Given an integer array arr, return true if arr is a valid mountain array. Otherwise, return false.

The array is called a valid mountain array if:

  • arr.length > 2
  • There exists some i with 0 < i < arr.length - 1 such that:
    • arr[0] < arr[1] < ... < arr[i - 1] < arr[i]
    • arr[i] > arr[i + 1] > ... > arr[arr.length - 1]

Examples

Example 1:

  • Input: arr = [4, 5, 6, 7, 8, 7, 6, 5]
  • Expected Output: true
  • Justification: The elements increase from 4 to 8 and then decrease from 8 back to 5, forming a mountain shape.

Example 2:

  • Input: arr = [1, 2, 3, 4, 5]
  • Expected Output: false
  • Justification: The elements only increase and there's no decrease after a peak, hence not forming a mountain.

Example 3:

  • Input: arr = [9, 8, 7, 6, 5]
  • Expected Output: false
  • Justification: The elements decrease from the start without an initial increase, failing to form a mountain shape.

Solution

To solve this problem, we'll follow a two-phase approach that mirrors the structure of a mountain: ascending and descending. Initially, we'll iterate through the array, ensuring that each element is strictly larger than its predecessor, signifying an upward slope towards the peak. Upon reaching the peak, which is identified when the current element is no longer greater than the next, we transition to the descending phase. In this phase, we ensure that each subsequent element is strictly smaller, representing the downward slope of the mountain.

The algorithm succeeds if it finds both an ascending and descending sequence with at least one element in each, forming a valid mountain shape. This approach is effective because it closely follows the definition of a mountain array, requiring a strict increase followed by a strict decrease, and can be implemented efficiently.

Step-by-Step Algorithm

  1. Initialize an Index Variable: Start with an index variable, i, set to 0. This variable will be used to iterate through the array.

  2. Check for Ascending Order:

    • While i+1 is less than the array length and the current element is less than the next element (arr[i] < arr[i + 1]), increment i.
    • This loop checks for a strictly increasing sequence before the peak.

  3. Validate Peak Existence:

    • Ensure that the peak is not at the start or end of the array. If i is 0 or i equals arr.length - 1, the array does not form a mountain shape, so return false.

  4. Check for Descending Order:

    • After identifying the peak, continue checking the elements. While i+1 is less than the array length and the current element is greater than the next element (arr[i] > arr[i + 1]), increment i.
    • This loop ensures the sequence is strictly decreasing after the peak.

  5. Verify End of Array:

    • If i equals arr.length - 1 by the end of the process, it means we have a valid mountain array.

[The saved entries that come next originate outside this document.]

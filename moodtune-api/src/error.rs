//! Error types for moodtune-api
//!
//! [`PlaylistError`] holds the only failures that leave the generation
//! pipeline. [`ApiError`] maps them (and request validation) onto HTTP.

use axum::{
    extract::rejection::JsonRejection,
    http::StatusCode,
    response::{IntoResponse, Response},
    Json,
};
use moodtune_common::api::ErrorResponse;
use thiserror::Error;

/// Pipeline failures visible to the caller
#[derive(Debug, Error)]
pub enum PlaylistError {
    /// No usable catalog credential
    #[error("Catalog credentials unavailable: {0}")]
    Configuration(String),

    /// Every query came back without usable tracks
    #[error("No tracks found for queries: {}", .0.join(" / "))]
    NoResults(Vec<String>),

    /// Playlist creation or item addition failed
    #[error("Playlist write failed: {0}")]
    RemoteWrite(String),
}

/// API error type
#[derive(Debug, Error)]
pub enum ApiError {
    /// Invalid request (400)
    #[error("Invalid request: {0}")]
    BadRequest(String),

    /// Generation failure (503 / 404 / 502)
    #[error(transparent)]
    Playlist(#[from] PlaylistError),

    /// Internal server error (500)
    #[error("Internal server error: {0}")]
    Internal(String),
}

impl From<moodtune_common::Error> for ApiError {
    fn from(err: moodtune_common::Error) -> Self {
        match err {
            moodtune_common::Error::InvalidInput(msg) => ApiError::BadRequest(msg),
            other => ApiError::Internal(other.to_string()),
        }
    }
}

impl From<JsonRejection> for ApiError {
    fn from(rejection: JsonRejection) -> Self {
        ApiError::BadRequest(rejection.body_text())
    }
}

impl IntoResponse for ApiError {
    fn into_response(self) -> Response {
        let (status, error_code) = match &self {
            ApiError::BadRequest(_) => (StatusCode::BAD_REQUEST, "BAD_REQUEST"),
            ApiError::Playlist(PlaylistError::Configuration(_)) => {
                (StatusCode::SERVICE_UNAVAILABLE, "SERVICE_UNAVAILABLE")
            }
            ApiError::Playlist(PlaylistError::NoResults(_)) => (StatusCode::NOT_FOUND, "NOT_FOUND"),
            ApiError::Playlist(PlaylistError::RemoteWrite(_)) => {
                (StatusCode::BAD_GATEWAY, "UPSTREAM_ERROR")
            }
            ApiError::Internal(_) => (StatusCode::INTERNAL_SERVER_ERROR, "INTERNAL_ERROR"),
        };

        let message = match self {
            ApiError::BadRequest(msg) | ApiError::Internal(msg) => msg,
            ApiError::Playlist(err) => err.to_string(),
        };

        (status, Json(ErrorResponse::new(error_code, message))).into_response()
    }
}

/// Result type for API handlers
pub type ApiResult<T> = Result<T, ApiError>;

Return true.
    • If not, the array does not form a valid mountain shape. Return false.

Algorithm Walkthrough

Let's consider the input: arr = [4, 5, 6, 7, 8, 7, 6, 5].

  1. Initialize i as 0.

  2. Ascending Order Check:

    • Step 1: i = 0, arr[i] = 4, arr[i + 1] = 5. Since 4 < 5, increment i to 1.
    • Step 2: i = 1, arr[i] = 5, arr[i + 1] = 6. Since 5 < 6, increment i to 2.
    • Step 3: i = 2, arr[i] = 6, arr[i + 1] = 7. Since 6 < 7, increment i to 3.
    • Step 4: i = 3, arr[i] = 7, arr[i + 1] = 8. Since 7 < 8, increment i to 4.

  3. Validate Peak Existence:

    • Now i = 4 and arr[i] = 8. The next element is 7, so we stop ascending. Since i is not 0 or arr.length - 1, we have a valid peak.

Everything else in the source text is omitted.